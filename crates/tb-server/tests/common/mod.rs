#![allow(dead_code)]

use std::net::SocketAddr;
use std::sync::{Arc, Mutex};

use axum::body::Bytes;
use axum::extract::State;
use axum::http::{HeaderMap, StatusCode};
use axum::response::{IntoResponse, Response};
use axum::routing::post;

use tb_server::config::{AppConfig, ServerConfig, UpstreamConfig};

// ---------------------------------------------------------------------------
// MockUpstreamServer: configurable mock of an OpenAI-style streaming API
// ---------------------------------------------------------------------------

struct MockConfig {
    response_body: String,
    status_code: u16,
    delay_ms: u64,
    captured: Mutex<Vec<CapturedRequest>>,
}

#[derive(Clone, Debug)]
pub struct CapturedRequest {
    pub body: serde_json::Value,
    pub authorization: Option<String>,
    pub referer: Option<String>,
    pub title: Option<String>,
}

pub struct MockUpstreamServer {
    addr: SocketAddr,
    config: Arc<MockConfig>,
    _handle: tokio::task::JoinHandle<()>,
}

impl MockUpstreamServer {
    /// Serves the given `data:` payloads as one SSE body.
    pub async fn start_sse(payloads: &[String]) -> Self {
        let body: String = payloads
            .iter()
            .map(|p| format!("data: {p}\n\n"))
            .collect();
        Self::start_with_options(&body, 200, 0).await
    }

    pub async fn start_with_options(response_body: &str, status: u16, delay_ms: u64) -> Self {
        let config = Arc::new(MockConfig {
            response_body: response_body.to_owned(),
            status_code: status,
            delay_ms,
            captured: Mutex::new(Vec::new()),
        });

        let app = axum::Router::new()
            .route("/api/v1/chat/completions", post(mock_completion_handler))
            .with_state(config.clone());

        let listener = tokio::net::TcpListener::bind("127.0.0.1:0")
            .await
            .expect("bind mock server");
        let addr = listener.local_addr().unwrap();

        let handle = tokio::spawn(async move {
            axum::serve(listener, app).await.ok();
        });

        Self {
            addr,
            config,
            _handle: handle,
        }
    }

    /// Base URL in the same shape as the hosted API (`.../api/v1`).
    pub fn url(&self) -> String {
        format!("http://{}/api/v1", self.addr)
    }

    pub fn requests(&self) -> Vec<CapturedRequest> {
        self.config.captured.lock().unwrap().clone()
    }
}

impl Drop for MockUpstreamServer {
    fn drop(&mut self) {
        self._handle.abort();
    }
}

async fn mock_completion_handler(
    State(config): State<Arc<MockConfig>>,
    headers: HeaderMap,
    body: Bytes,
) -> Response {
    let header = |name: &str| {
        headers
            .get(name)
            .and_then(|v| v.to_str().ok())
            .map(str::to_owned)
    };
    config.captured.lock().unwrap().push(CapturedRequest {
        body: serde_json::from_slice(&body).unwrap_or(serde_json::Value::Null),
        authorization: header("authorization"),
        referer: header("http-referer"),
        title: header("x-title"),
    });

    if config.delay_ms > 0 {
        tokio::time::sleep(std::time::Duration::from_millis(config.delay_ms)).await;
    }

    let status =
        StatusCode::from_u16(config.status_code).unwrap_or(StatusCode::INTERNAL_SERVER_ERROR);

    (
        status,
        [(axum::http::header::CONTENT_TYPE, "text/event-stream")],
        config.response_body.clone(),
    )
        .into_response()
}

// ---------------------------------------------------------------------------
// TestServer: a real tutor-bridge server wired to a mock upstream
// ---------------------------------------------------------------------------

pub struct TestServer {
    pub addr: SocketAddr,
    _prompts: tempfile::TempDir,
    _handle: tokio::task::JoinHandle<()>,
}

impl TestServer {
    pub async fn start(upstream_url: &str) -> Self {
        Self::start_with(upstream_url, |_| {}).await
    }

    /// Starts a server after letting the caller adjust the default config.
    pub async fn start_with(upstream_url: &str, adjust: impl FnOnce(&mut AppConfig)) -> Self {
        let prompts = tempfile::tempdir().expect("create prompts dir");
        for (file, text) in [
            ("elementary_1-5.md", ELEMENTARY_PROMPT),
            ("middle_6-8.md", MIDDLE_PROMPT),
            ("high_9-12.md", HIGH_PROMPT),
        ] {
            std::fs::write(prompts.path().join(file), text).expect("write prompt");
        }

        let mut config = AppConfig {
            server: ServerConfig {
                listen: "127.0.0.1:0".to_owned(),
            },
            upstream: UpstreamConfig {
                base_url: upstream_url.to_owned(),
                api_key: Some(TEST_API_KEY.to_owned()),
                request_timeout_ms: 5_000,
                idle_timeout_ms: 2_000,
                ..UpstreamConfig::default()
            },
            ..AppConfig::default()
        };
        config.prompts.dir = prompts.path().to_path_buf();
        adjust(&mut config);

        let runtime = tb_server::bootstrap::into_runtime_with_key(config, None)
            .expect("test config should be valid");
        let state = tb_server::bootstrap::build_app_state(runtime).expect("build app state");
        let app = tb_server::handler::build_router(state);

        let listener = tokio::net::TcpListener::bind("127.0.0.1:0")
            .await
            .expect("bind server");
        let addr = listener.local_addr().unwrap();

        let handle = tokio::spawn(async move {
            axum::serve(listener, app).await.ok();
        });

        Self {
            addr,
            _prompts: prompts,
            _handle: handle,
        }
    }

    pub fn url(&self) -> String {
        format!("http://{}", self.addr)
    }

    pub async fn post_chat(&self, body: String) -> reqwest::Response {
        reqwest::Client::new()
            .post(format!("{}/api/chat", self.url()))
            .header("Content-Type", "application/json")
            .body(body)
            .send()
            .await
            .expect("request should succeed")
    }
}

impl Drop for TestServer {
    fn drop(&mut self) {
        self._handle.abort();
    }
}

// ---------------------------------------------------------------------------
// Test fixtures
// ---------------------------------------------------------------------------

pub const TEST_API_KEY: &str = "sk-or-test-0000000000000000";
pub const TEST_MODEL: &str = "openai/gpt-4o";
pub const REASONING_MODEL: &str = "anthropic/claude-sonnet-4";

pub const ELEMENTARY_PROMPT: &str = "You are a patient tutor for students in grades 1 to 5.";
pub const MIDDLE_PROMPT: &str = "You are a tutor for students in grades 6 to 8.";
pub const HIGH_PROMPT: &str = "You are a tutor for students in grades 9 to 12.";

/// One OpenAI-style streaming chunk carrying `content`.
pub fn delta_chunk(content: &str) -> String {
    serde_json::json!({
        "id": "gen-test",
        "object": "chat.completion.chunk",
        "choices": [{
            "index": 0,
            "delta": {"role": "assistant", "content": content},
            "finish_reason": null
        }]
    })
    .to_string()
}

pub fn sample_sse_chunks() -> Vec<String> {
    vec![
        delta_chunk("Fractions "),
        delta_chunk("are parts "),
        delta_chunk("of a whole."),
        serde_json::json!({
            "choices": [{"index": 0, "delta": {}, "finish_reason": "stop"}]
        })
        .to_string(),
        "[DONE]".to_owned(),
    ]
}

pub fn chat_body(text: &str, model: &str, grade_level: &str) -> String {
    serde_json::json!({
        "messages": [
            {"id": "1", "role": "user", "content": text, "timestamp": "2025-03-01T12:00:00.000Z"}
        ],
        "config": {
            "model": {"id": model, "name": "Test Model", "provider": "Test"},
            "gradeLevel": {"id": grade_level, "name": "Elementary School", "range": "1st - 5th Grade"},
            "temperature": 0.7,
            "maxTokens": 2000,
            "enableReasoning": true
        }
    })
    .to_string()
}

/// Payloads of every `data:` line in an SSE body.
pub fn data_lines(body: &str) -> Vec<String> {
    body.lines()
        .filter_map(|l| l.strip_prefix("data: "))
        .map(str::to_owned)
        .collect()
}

········

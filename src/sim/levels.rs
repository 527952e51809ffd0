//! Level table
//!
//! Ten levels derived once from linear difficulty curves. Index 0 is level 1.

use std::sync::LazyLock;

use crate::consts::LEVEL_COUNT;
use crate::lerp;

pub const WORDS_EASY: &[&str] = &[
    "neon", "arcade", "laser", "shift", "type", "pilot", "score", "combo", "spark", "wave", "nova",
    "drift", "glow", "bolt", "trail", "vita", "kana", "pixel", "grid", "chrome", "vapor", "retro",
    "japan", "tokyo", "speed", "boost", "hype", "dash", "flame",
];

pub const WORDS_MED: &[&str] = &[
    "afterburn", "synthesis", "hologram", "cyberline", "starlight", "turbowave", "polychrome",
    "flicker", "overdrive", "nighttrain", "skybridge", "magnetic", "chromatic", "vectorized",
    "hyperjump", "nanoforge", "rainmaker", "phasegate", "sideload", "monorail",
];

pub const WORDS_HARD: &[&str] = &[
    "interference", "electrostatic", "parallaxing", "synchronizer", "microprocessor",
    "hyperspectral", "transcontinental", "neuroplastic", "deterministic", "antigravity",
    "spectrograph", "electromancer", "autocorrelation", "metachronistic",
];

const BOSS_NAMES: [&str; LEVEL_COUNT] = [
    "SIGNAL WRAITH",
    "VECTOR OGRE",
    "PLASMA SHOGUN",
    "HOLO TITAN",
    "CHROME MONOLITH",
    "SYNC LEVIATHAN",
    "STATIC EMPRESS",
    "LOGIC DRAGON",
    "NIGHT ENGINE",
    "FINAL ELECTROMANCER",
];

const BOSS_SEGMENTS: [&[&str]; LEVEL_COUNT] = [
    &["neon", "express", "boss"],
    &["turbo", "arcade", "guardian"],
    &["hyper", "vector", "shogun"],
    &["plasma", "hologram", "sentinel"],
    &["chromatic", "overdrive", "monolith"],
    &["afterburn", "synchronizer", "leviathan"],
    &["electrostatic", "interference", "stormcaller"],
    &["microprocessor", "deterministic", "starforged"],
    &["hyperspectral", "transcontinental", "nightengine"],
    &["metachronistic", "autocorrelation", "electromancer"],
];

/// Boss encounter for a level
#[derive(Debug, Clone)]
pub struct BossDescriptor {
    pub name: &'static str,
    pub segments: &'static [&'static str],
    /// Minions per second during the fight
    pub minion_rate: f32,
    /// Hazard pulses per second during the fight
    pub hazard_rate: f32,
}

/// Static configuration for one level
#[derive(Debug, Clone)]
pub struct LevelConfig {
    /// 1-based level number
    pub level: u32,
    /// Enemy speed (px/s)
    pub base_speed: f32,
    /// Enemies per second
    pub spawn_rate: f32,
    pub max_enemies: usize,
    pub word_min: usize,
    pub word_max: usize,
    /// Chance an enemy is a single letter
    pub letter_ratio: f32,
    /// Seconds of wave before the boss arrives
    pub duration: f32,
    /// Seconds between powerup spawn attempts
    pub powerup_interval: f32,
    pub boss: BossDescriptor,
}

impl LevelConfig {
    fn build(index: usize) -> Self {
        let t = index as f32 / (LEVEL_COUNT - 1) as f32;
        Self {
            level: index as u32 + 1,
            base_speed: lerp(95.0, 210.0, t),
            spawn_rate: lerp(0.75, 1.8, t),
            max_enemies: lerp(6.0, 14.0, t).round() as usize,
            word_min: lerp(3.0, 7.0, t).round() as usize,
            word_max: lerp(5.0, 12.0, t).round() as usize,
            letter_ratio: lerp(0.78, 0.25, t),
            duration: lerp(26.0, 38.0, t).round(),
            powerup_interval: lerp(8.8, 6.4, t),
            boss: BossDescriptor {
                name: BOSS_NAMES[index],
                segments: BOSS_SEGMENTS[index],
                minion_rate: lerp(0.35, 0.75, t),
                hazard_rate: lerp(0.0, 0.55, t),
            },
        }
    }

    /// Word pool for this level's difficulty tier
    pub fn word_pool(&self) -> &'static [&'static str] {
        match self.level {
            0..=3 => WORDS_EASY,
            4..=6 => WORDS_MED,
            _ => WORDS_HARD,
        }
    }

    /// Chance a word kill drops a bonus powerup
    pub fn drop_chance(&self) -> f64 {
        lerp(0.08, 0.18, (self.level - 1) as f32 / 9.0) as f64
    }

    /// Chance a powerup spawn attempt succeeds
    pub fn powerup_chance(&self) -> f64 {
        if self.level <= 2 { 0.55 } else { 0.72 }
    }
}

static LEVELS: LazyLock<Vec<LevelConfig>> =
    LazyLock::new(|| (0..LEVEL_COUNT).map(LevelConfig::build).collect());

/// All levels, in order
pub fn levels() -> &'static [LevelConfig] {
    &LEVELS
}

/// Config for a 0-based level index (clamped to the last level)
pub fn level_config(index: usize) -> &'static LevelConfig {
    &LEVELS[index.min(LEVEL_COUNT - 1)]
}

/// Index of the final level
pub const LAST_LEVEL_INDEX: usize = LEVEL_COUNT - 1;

········

DIRECTIONS:
Lines containing the string "MockUpstreamServer" are the ones to copy from the entries above.

EXPECTED OUTPUT:
// MockUpstreamServer: configurable mock of an OpenAI-style streaming API
pub struct MockUpstreamServer {
impl MockUpstreamServer {
impl Drop for MockUpstreamServer {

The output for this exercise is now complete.